He has such a weird drunk-voice.
dude, he's deaf.
dude i woke up laying next to some guy. i dont have my bra or his name. he has a nice tv though.
I just spilled my beer all over my laptop.. this is what i get for actually trying to do homework
Day 5 without masturbation. Fat chicks are back on the table
He made off the wall shots in beer pong, stuck the girls dog in a cooler, and played with swords with her mom. I wish I got his name
I'm tellin ya, let the nipple get some air, they'll hire u on the spot, lawyers love a little nip
Would nail polish remover take gorilla glue off my nipples? We had a strange night.

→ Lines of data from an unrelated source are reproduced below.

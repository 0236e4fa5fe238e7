use crate::Identity;
use crate::error::IdentityError;
use axum::extract::{FromRequestParts, OptionalFromRequestParts};
use axum::http::request::Parts;
use brgy_domain::records::AdminUser;
use brgy_domain::roles::{AdminRole, Capabilities};
use brgy_kernel::security::bearer::bearer_token;
use brgy_kernel::server::{ApiError, ApiState};
use serde::Serialize;
use utoipa::ToSchema;

/// An authenticated, active admin making the current request.
#[derive(Debug, Clone, PartialEq, Eq)]
pub struct Caller {
    pub identity_id: String,
    pub email: String,
    pub admin: AdminUser,
}

impl Caller {
    /// Capabilities of the caller's role; inactive accounts have none.
    #[must_use]
    pub const fn capabilities(&self) -> Capabilities {
        if self.admin.is_active { self.admin.role.capabilities() } else { Capabilities::empty() }
    }

    #[must_use]
    pub const fn can(&self, capability: Capabilities) -> bool {
        self.capabilities().contains(capability)
    }

    /// # Errors
    /// Returns [`IdentityError::Forbidden`] when the role lacks `capability`.
    pub fn require(&self, capability: Capabilities) -> Result<(), IdentityError> {
        if self.can(capability) {
            return Ok(());
        }
        Err(IdentityError::Forbidden {
            message: format!("Requires {}", capability.names().join(", ")).into(),
            context: Some(self.admin.role.as_str().into()),
        })
    }
}

/// `GET /auth/me` response.
#[derive(Debug, Clone, Serialize, ToSchema)]
pub struct CallerView {
    pub identity_id: String,
    pub email: String,
    pub admin_id: String,
    pub full_name: String,
    pub role: AdminRole,
    pub capabilities: Vec<String>,
}

impl From<&Caller> for CallerView {
    fn from(caller: &Caller) -> Self {
        Self {
            identity_id: caller.identity_id.clone(),
            email: caller.email.clone(),
            admin_id: caller.admin.id.clone(),
            full_name: caller.admin.full_name.clone(),
            role: caller.admin.role,
            capabilities: caller.capabilities().names(),
        }
    }
}

/// A [`Caller`] re-read from the database, bypassing the caller cache.
#[derive(Debug, Clone)]
pub struct FreshCaller(pub Caller);

fn token_from(parts: &Parts) -> Result<&str, IdentityError> {
    bearer_token(&parts.headers).ok_or_else(|| IdentityError::Unauthorized {
        message: "Missing bearer token".into(),
        context: None,
    })
}

impl FromRequestParts<ApiState> for Caller {
    type Rejection = ApiError;

    async fn from_request_parts(parts: &mut Parts, state: &ApiState) -> Result<Self, Self::Rejection> {
        let identity = state.try_get_slice::<Identity>()?;
        let token = token_from(parts)?;
        Ok(identity.resolve(token).await?)
    }
}

impl FromRequestParts<ApiState> for FreshCaller {
    type Rejection = ApiError;

    async fn from_request_parts(parts: &mut Parts, state: &ApiState) -> Result<Self, Self::Rejection> {
        let identity = state.try_get_slice::<Identity>()?;
        let token = token_from(parts)?;
        Ok(Self(identity.resolve_fresh(token).await?))
    }
}

/// `Option<Caller>`: `None` without an `Authorization` header. A token that is present but
/// invalid, or that does not belong to an active admin, is still rejected.
impl OptionalFromRequestParts<ApiState> for Caller {
    type Rejection = ApiError;

    async fn from_request_parts(
        parts: &mut Parts,
        state: &ApiState,
    ) -> Result<Option<Self>, Self::Rejection> {
        if bearer_token(&parts.headers).is_none() {
            return Ok(None);
        }
        <Self as FromRequestParts<ApiState>>::from_request_parts(parts, state).await.map(Some)
    }
}
//! Staff roles, responder types and the capability matrix.

use bitflags::bitflags;
use serde::{Deserialize, Deserializer, Serialize, Serializer};

bitflags! {
    /// What an admin account is allowed to change.
    #[derive(Debug, Clone, Copy, PartialEq, Eq, PartialOrd, Ord, Hash)]
    pub struct Capabilities: u32 {
        const MANAGE_REPORTS = 1 << 0;
        const MANAGE_EMERGENCIES = 1 << 1;
        const MANAGE_ANNOUNCEMENTS = 1 << 2;
        const MANAGE_RESIDENTS = 1 << 3;
        const MANAGE_ACCOUNTS = 1 << 4;
        const VIEW_AUDIT = 1 << 5;

        const ALL = Self::MANAGE_REPORTS.bits()
            | Self::MANAGE_EMERGENCIES.bits()
            | Self::MANAGE_ANNOUNCEMENTS.bits()
            | Self::MANAGE_RESIDENTS.bits()
            | Self::MANAGE_ACCOUNTS.bits()
            | Self::VIEW_AUDIT.bits();
    }
}

impl Capabilities {
    /// Lower-case names of the set flags, for API responses.
    #[must_use]
    pub fn names(self) -> Vec<String> {
        self.iter_names().map(|(name, _)| name.to_ascii_lowercase()).collect()
    }
}

impl Serialize for Capabilities {
    fn serialize<S>(&self, serializer: S) -> Result<S::Ok, S::Error>
    where
        S: Serializer,
    {
        serializer.serialize_u32(self.bits())
    }
}

impl<'de> Deserialize<'de> for Capabilities {
    fn deserialize<D>(deserializer: D) -> Result<Self, D::Error>
    where
        D: Deserializer<'de>,
    {
        let bits = u32::deserialize(deserializer)?;
        Ok(Self::from_bits_truncate(bits))
    }
}

string_enum! {
    /// Role of an administrative staff account.
    pub enum AdminRole {
        SystemAdministrator => "system_administrator",
        BarangayOfficial => "barangay_official",
        Staff => "staff",
    }
}

impl AdminRole {
    #[must_use]
    pub const fn capabilities(self) -> Capabilities {
        match self {
            Self::SystemAdministrator => Capabilities::ALL,
            Self::BarangayOfficial => Capabilities::MANAGE_REPORTS
                .union(Capabilities::MANAGE_EMERGENCIES)
                .union(Capabilities::MANAGE_ANNOUNCEMENTS)
                .union(Capabilities::MANAGE_RESIDENTS)
                .union(Capabilities::VIEW_AUDIT),
            Self::Staff => Capabilities::MANAGE_REPORTS.union(Capabilities::MANAGE_EMERGENCIES),
        }
    }
}

string_enum! {
    /// Field-operations unit a responder belongs to.
    pub enum ResponderType {
        Police => "police",
        Fire => "fire",
        Medical => "medical",
        Disaster => "disaster",
    }
}

string_enum! {
    /// Kind of account a new login is provisioned as.
    pub enum UserType {
        Admin => "admin",
        Responder => "responder",
    }
}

You puked on the bar then proceeded to walk out. I told the bartender some girl walked up, puked and left and he gave me a free drink. Hope you got home safe.
I was so high. I had so much hair. It was like all my hair follicles exploded.

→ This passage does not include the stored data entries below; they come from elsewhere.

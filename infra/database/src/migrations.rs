use crate::error::{DatabaseError, DatabaseErrorExt};
use fxhash::FxHashMap;
use serde::Deserialize;
use sha2::{Digest, Sha256};
use surrealdb::Surreal;
use surrealdb::engine::any::Any;

const MIGRATIONS_TABLE: &str = "migrations";

/// Schema scripts in application order. Names are the record ids in `migrations`.
const BUILTIN: &[(&str, &str)] = &[
    ("0001_core_tables", include_str!("../schema/0001_core_tables.surql")),
    ("0002_auth_identities", include_str!("../schema/0002_auth_identities.surql")),
];

#[derive(Debug, Clone)]
pub(crate) struct Migration {
    pub name: &'static str,
    pub script: &'static str,
    pub checksum: String,
}

impl Migration {
    pub(crate) fn new(name: &'static str, script: &'static str) -> Self {
        Self { name, script, checksum: checksum(script) }
    }
}

#[derive(Debug, Default)]
pub(crate) struct MigrationReport {
    pub applied: Vec<&'static str>,
    pub skipped: Vec<&'static str>,
}

#[derive(Debug, Deserialize)]
struct AppliedMigration {
    name: String,
    checksum: String,
}

#[derive(Debug)]
pub(crate) struct MigrationRunner {
    db: Surreal<Any>,
    migrations: Vec<Migration>,
}

impl MigrationRunner {
    pub(crate) fn new(db: Surreal<Any>) -> Self {
        let migrations = BUILTIN.iter().map(|(name, script)| Migration::new(name, script)).collect();
        Self { db, migrations }
    }

    pub(crate) async fn run(&self) -> Result<MigrationReport, DatabaseError> {
        let mut report = MigrationReport::default();
        let applied = self.applied_migrations().await?;

        for migration in &self.migrations {
            if let Some(existing) = applied.get(migration.name) {
                ensure_checksum_match(migration, existing)?;
                report.skipped.push(migration.name);
                continue;
            }

            self.apply(migration).await?;
            report.applied.push(migration.name);
        }

        Ok(report)
    }

    async fn apply(&self, migration: &Migration) -> Result<(), DatabaseError> {
        let query = format!(
            "BEGIN TRANSACTION;
            {}
            CREATE type::thing($table, $name) CONTENT {{ checksum: $checksum, applied_at: time::now() }} RETURN NONE;
            COMMIT TRANSACTION;",
            migration.script,
        );

        self.db
            .query(query)
            .bind(("table", MIGRATIONS_TABLE))
            .bind(("name", migration.name))
            .bind(("checksum", migration.checksum.clone()))
            .await
            .context(format!("SQL execution failed at {}", migration.name))?
            .check()
            .map_err(|e| DatabaseError::Migration {
                message: e.to_string().into(),
                context: Some(format!("Applying {}", migration.name).into()),
            })?;

        Ok(())
    }

    async fn applied_migrations(&self) -> Result<FxHashMap<String, String>, DatabaseError> {
        let entries = self
            .db
            .query("SELECT record::id(id) AS name, checksum FROM type::table($table)")
            .bind(("table", MIGRATIONS_TABLE))
            .await
            .context("Loading applied migrations")?
            .take::<Vec<AppliedMigration>>(0)
            .context("Parsing applied migrations")?;

        Ok(entries.into_iter().map(|entry| (entry.name, entry.checksum)).collect())
    }
}

fn checksum(script: &str) -> String {
    hex::encode(Sha256::digest(script.as_bytes()))
}

fn ensure_checksum_match(migration: &Migration, existing: &str) -> Result<(), DatabaseError> {
    if existing != migration.checksum {
        return Err(DatabaseError::Migration {
            message: format!(
                "Checksum mismatch for {} (expected {}, got {})",
                migration.name, existing, migration.checksum
            )
            .into(),
            context: Some("Migration already applied with different checksum".into()),
        });
    }
    Ok(())
}

#[cfg(test)]
mod tests {
    use super::*;

    #[test]
    fn checksums_are_stable_hex_digests() {
        let first = Migration::new("0001", "DEFINE TABLE a;");
        let second = Migration::new("0001", "DEFINE TABLE a;");
        assert_eq!(first.checksum, second.checksum);
        assert_eq!(first.checksum.len(), 64);
        assert_ne!(first.checksum, Migration::new("0001", "DEFINE TABLE b;").checksum);
    }

    #[test]
    fn mismatched_checksum_is_rejected() {
        let migration = Migration::new("0001", "DEFINE TABLE a;");
        assert!(ensure_checksum_match(&migration, &migration.checksum.clone()).is_ok());
        let err = ensure_checksum_match(&migration, "deadbeef").unwrap_err();
        assert!(matches!(err, DatabaseError::Migration { .. }));
    }

    #[test]
    fn builtin_migrations_are_ordered() {
        let names: Vec<_> = BUILTIN.iter().map(|(name, _)| *name).collect();
        let mut sorted = names.clone();
        sorted.sort_unstable();
        assert_eq!(names, sorted);
    }
}
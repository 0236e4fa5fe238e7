//! Change notifications published whenever a row is written.

use chrono::{DateTime, Utc};
use serde::{Deserialize, Serialize};

string_enum! {
    pub enum ChangeAction {
        Insert => "insert",
        Update => "update",
        Delete => "delete",
    }
}

/// A single row-level change, as streamed to dashboard subscribers.
#[derive(Debug, Clone, PartialEq, Serialize, Deserialize)]
#[cfg_attr(feature = "openapi", derive(utoipa::ToSchema))]
pub struct RecordChange {
    pub table: String,
    pub action: ChangeAction,
    pub id: String,
    /// The row after the change; absent for deletes.
    #[serde(default, skip_serializing_if = "Option::is_none")]
    #[cfg_attr(feature = "openapi", schema(value_type = Option<Object>))]
    pub record: Option<serde_json::Value>,
    pub at: DateTime<Utc>,
}

impl RecordChange {
    pub fn new(
        table: impl Into<String>,
        action: ChangeAction,
        id: impl Into<String>,
        record: Option<serde_json::Value>,
    ) -> Self {
        Self { table: table.into(), action, id: id.into(), record, at: Utc::now() }
    }

    /// Serializes `row` as the change payload; rows that fail to serialize are sent without one.
    pub fn with_row<T: Serialize>(
        table: impl Into<String>,
        action: ChangeAction,
        id: impl Into<String>,
        row: &T,
    ) -> Self {
        Self::new(table, action, id, serde_json::to_value(row).ok())
    }
}
use std::borrow::Cow;

/// A specialized [`DatabaseError`] enum of this crate.
#[derive(Debug, thiserror::Error)]
pub enum DatabaseError {
    /// Validation errors.
    #[error("Validation error{}: {message}", format_context(.context))]
    Validation { message: Cow<'static, str>, context: Option<Cow<'static, str>> },

    /// Occurs when connectivity or health checks fail.
    #[error("Database connection failed{}: {message}", format_context(.context))]
    Connection { message: Cow<'static, str>, context: Option<Cow<'static, str>> },

    /// Occurs when root sign-in fails.
    #[error("Authentication failed{}: {message}", format_context(.context))]
    Auth { message: Cow<'static, str>, context: Option<Cow<'static, str>> },

    /// A unique index or record id is already taken.
    #[error("Conflict{}: {message}", format_context(.context))]
    Conflict { message: Cow<'static, str>, context: Option<Cow<'static, str>> },

    /// A wrapper for underlying `SurrealDB` engine errors.
    #[error("SurrealDB error{}: {source}", format_context(.context))]
    Surreal {
        #[source]
        source: surrealdb::Error,
        context: Option<Cow<'static, str>>,
    },

    /// Row content could not be converted to or from JSON.
    #[error("Serialization error{}: {source}", format_context(.context))]
    Serialization {
        #[source]
        source: serde_json::Error,
        context: Option<Cow<'static, str>>,
    },

    /// Migration failures or invariant violations.
    #[error("Migration error{}: {message}", format_context(.context))]
    Migration { message: Cow<'static, str>, context: Option<Cow<'static, str>> },

    /// Internal fallback for unexpected issues or logic errors.
    #[error("Internal database error{}: {message}", format_context(.context))]
    Internal { message: Cow<'static, str>, context: Option<Cow<'static, str>> },
}

impl DatabaseError {
    /// Whether the error comes from a unique index or an existing record id.
    #[must_use]
    pub const fn is_conflict(&self) -> bool {
        matches!(self, Self::Conflict { .. })
    }

    /// Lifts unique-constraint violations reported by the engine into [`DatabaseError::Conflict`].
    pub(crate) fn classify(source: surrealdb::Error, context: impl Into<Cow<'static, str>>) -> Self {
        let message = source.to_string();
        if message.contains("already contains") || message.contains("already exists") {
            Self::Conflict { message: message.into(), context: Some(context.into()) }
        } else {
            Self::Surreal { source, context: Some(context.into()) }
        }
    }
}

pub trait DatabaseErrorExt<T> {
    fn context(self, context: impl Into<Cow<'static, str>>) -> Result<T, DatabaseError>;
}

impl<T> DatabaseErrorExt<T> for Result<T, DatabaseError> {
    fn context(self, context: impl Into<Cow<'static, str>>) -> Self {
        self.map_err(|mut e| {
            match &mut e {
                DatabaseError::Validation { context: c, .. }
                | DatabaseError::Connection { context: c, .. }
                | DatabaseError::Auth { context: c, .. }
                | DatabaseError::Conflict { context: c, .. }
                | DatabaseError::Surreal { context: c, .. }
                | DatabaseError::Serialization { context: c, .. }
                | DatabaseError::Migration { context: c, .. }
                | DatabaseError::Internal { context: c, .. } => *c = Some(context.into()),
            }
            e
        })
    }
}

impl<T> DatabaseErrorExt<T> for Result<T, surrealdb::Error> {
    fn context(self, context: impl Into<Cow<'static, str>>) -> Result<T, DatabaseError> {
        self.map_err(|source| DatabaseError::Surreal { source, context: Some(context.into()) })
    }
}

impl<T> DatabaseErrorExt<T> for Result<T, serde_json::Error> {
    fn context(self, context: impl Into<Cow<'static, str>>) -> Result<T, DatabaseError> {
        self.map_err(|source| DatabaseError::Serialization { source, context: Some(context.into()) })
    }
}

impl From<surrealdb::Error> for DatabaseError {
    fn from(source: surrealdb::Error) -> Self {
        Self::Surreal { source, context: None }
    }
}

impl From<serde_json::Error> for DatabaseError {
    fn from(source: serde_json::Error) -> Self {
        Self::Serialization { source, context: None }
    }
}

fn format_context(context: &Option<Cow<'static, str>>) -> Cow<'static, str> {
    context.as_ref().map_or(Cow::Borrowed(""), |c| Cow::Owned(format!(" ({c})")))
}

Dude. I don't even want cuddles. I just want an acknowledgement that I just had balls in my mouth.
Adderal can only make me focus so much. Your ass is stronger than my medicine. Congratulations.
All I've done today is nap, eat candy and get off from my vibrator. I didn't know it was possible to be THIS single.
I saw a penis covered in glitter tonight.
You came in, yelled 'i am from the future' then puked all over the floor
Question: how does one descretely ask the ice cream truck driver thats out at 10:00pm if he sells weed?